Una tras otra, las plantaciones del norte empezaron a arder. El incendio duró meses, el resplandor de las llamas se vislumbraba por las noches en Cuba y la densa humareda ahogó a Le Cap y, según los esclavos, llegó hasta Guinea. El teniente coronel Étienne Relais, quien estaba a cargo de informar al gobernador de las bajas, a finales de diciembre había contado más de dos mil entre los blancos y si sus cálculos eran correctos, había diez mil más entre los negros. En Francia, el ánimo se dio vuelta al saberse la suerte que corrían los colonos en Saint-Domingue y la Asamblea Nacional anuló el decreto reciente que otorgaba derechos políticos a los affranchis. Tal como le dijo Relais a Violette, esa decisión carecía por completo de lógica, ya que los mulatos nada tenían que ver con la rebelión, eran los peores enemigos de los negros y los aliados naturales de los grands blancs con quienes tenían todo en común menos el color. El gobernador Blanchelande, cuya simpatía no estaba con los republicanos, debió utilizar el ejército para sofocar la revuelta de los esclavos, que adquiría proporciones de catástrofe, y para intervenir en el bárbaro conflicto entre blancos y mulatos que comenzó en Port-au-Prince. Los petits blancs iniciaron una matanza contra los affranchis y éstos respondieron cometiendo peores salvajadas que los negros y los blancos combinados. Nadie estaba salvo. La isla entera trepidaba con el fragor de un odio antiguo que esperaba ese pretexto para estallar en llamas. En Le Cap la chusma blanca, enardecida por lo ocurrido en Port-au-Prince, atacó a la gente de color en las calles, entraron a rompe y raja en sus casas, ultrajaron a las mujeres, degollaron a los niños y ahorcaron a los hombres en sus propios balcones. La fetidez de los cadáveres podía olerse en los barcos anclados fuera del puerto. En una nota que le mandó Parmentier a Valmorain, le comentó las noticias de la ciudad: «No hay nada tan peligroso como la impunidad, amigo mío, es entonces cuando la gente enloquece y se cometen las peores bestialidades, no importa el color de la piel, todos son iguales. Si usted viera lo que yo he visto, tendría que cuestionar la superioridad de la raza blanca, que tantas veces hemos discutido».

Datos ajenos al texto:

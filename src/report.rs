use std::collections::HashSet;
use std::path::Path;

use anyhow::Context;
use anyhow::Result;
use anyhow::bail;

/// One repository to synchronize, read from a build report row.
#[derive(Debug, Clone, PartialEq, Eq)]
pub struct RepositoryTask {
    /// Repository name; also the name of its working copy directory.
    pub name: String,
    pub remote_url: String,
    /// Commit (hash or ref) that must end up on the stable branch.
    pub target_commit: String,
}

impl RepositoryTask {
    pub fn new(name: &str, remote_url: &str, target_commit: &str) -> Self {
        Self {
            name: name.to_string(),
            remote_url: remote_url.to_string(),
            target_commit: target_commit.to_string(),
        }
    }
}

/// Load a build report from disk.
pub async fn load(path: &Path) -> Result<Vec<RepositoryTask>> {
    let text = tokio::fs::read_to_string(path)
        .await
        .with_context(|| format!("Failed to read build report {}", path.display()))?;
    parse(&text).with_context(|| format!("Invalid build report {}", path.display()))
}

/// Parse a comma-delimited build report.
///
/// The first row is a header and is discarded. Every other non-blank row must
/// hold exactly `name, remote URL, target commit`. Fields may be wrapped in
/// double quotes, in which case they can contain commas and `""` stands for a
/// literal quote.
pub fn parse(text: &str) -> Result<Vec<RepositoryTask>> {
    let mut tasks = Vec::new();
    let mut seen = HashSet::new();

    for (index, row) in text.lines().enumerate().skip(1) {
        let line_number = index + 1;
        if row.trim().is_empty() {
            continue;
        }

        let fields = split_fields(line_number, row)?;
        let [name, remote_url, target_commit] = fields.as_slice() else {
            bail!(
                "line {line_number}: expected 3 fields (name, url, commit), got {}",
                fields.len()
            );
        };

        if name.is_empty() || remote_url.is_empty() || target_commit.is_empty() {
            bail!("line {line_number}: empty field in {row:?}");
        }
        // Every field ends up as a git argument
        if let Some(field) = fields.iter().find(|field| field.starts_with('-')) {
            bail!("line {line_number}: field {field:?} must not start with '-'");
        }
        // The name becomes a directory under the workspace
        if name.contains(['/', '\\']) || name == "." || name == ".." {
            bail!("line {line_number}: repository name {name:?} is not a plain directory name");
        }
        if !seen.insert(name.clone()) {
            bail!("line {line_number}: duplicate repository {name:?}");
        }

        tasks.push(RepositoryTask::new(name, remote_url, target_commit));
    }

    Ok(tasks)
}

/// Split one row into trimmed fields, honoring double-quoted fields.
fn split_fields(line_number: usize, row: &str) -> Result<Vec<String>> {
    let mut fields = Vec::new();
    let mut chars = row.chars().peekable();

    loop {
        while chars.next_if(|c| c.is_whitespace()).is_some() {}

        let mut field = String::new();
        if chars.next_if_eq(&'"').is_some() {
            loop {
                match chars.next() {
                    Some('"') if chars.next_if_eq(&'"').is_some() => field.push('"'),
                    Some('"') => break,
                    Some(c) => field.push(c),
                    None => bail!("line {line_number}: unterminated quoted field in {row:?}"),
                }
            }
            while chars.next_if(|c| c.is_whitespace()).is_some() {}
            if chars.peek().is_some_and(|c| *c != ',') {
                bail!("line {line_number}: unexpected text after quoted field in {row:?}");
            }
        } else {
            while let Some(c) = chars.next_if(|c| *c != ',') {
                field.push(c);
            }
            field.truncate(field.trim_end().len());
        }
        fields.push(field);

        if chars.next().is_none() {
            return Ok(fields);
        }
    }
}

Aterrado ante aquel desenfreno, el doctor pidió audiencia y se presentó en la espartana oficina de Étienne Relais, a quien conocía por su trabajo en el hospital militar. Sabía que se había casado con una mujer de color y se mostraba con ella del brazo sin parar mientes en las malas lenguas, lo que él mismo jamás se había atrevido a hacer con Adèle. Calculó que ese hombre entendería mejor que nadie su situación y se dispuso a contarle su secreto. El oficial le ofreció asiento en la única silla disponible.
– Disculpe que me atreva a molestarlo con un asunto de orden personal, teniente coronel… -tartamudeó Parmentier.

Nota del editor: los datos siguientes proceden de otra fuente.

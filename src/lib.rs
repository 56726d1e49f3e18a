pub mod ops;

mod app;
pub mod commands;
pub mod config;
pub mod outcome;
pub mod report;
pub mod table;

// Re-export App and Config from modules
pub use app::App;
pub use app::SyncState;
pub use app::SyncStep;
pub use config::Config;

// Disable colors for all tests to get clean output
#[cfg(test)]
#[ctor::ctor]
fn init_tests() {
    colored::control::set_override(false);
}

– ¿En qué puedo ayudarlo, doctor? -respondió amablemente Relais, quien le debía al doctor las vidas de varios de sus subalternos.
– La verdad es que tengo una familia. Mi mujer se llama Adèle. No es exactamente mi esposa, usted entiende, ¿verdad? Pero llevamos muchos años juntos y tenemos tres hijos. Ella es una affranchie.
– Ya lo sabía, doctor -le dijo Relais.
– ¿Cómo lo sabía? -exclamó el otro, desconcertado.
– Mi puesto exige estar informado y mi esposa, Violette Boisier, conoce a Adèle. Le ha comprado varios vestidos.
– Adèle es excelente costurera -agregó el doctor.
– Supongo que ha venido a hablarme de los ataques contra los affranchis. No puedo prometerle que la situación vaya a mejorar pronto, doctor. Estamos tratando de controlar a la población, pero el ejército no cuenta con suficientes recursos. Estoy muy preocupado. Mi esposa no ha asomado la nariz fuera de la casa desde hace dos semanas.
– Temo por Adèle y los niños…
– En lo que a mí concierne, creo que la única forma de proteger a mi familia es enviarla a Cuba hasta que pase la tormenta. Partirán en barco mañana. Puedo ofrecerle lo mismo a la suya, si le parece. Irán incómodos, pero el viaje es corto.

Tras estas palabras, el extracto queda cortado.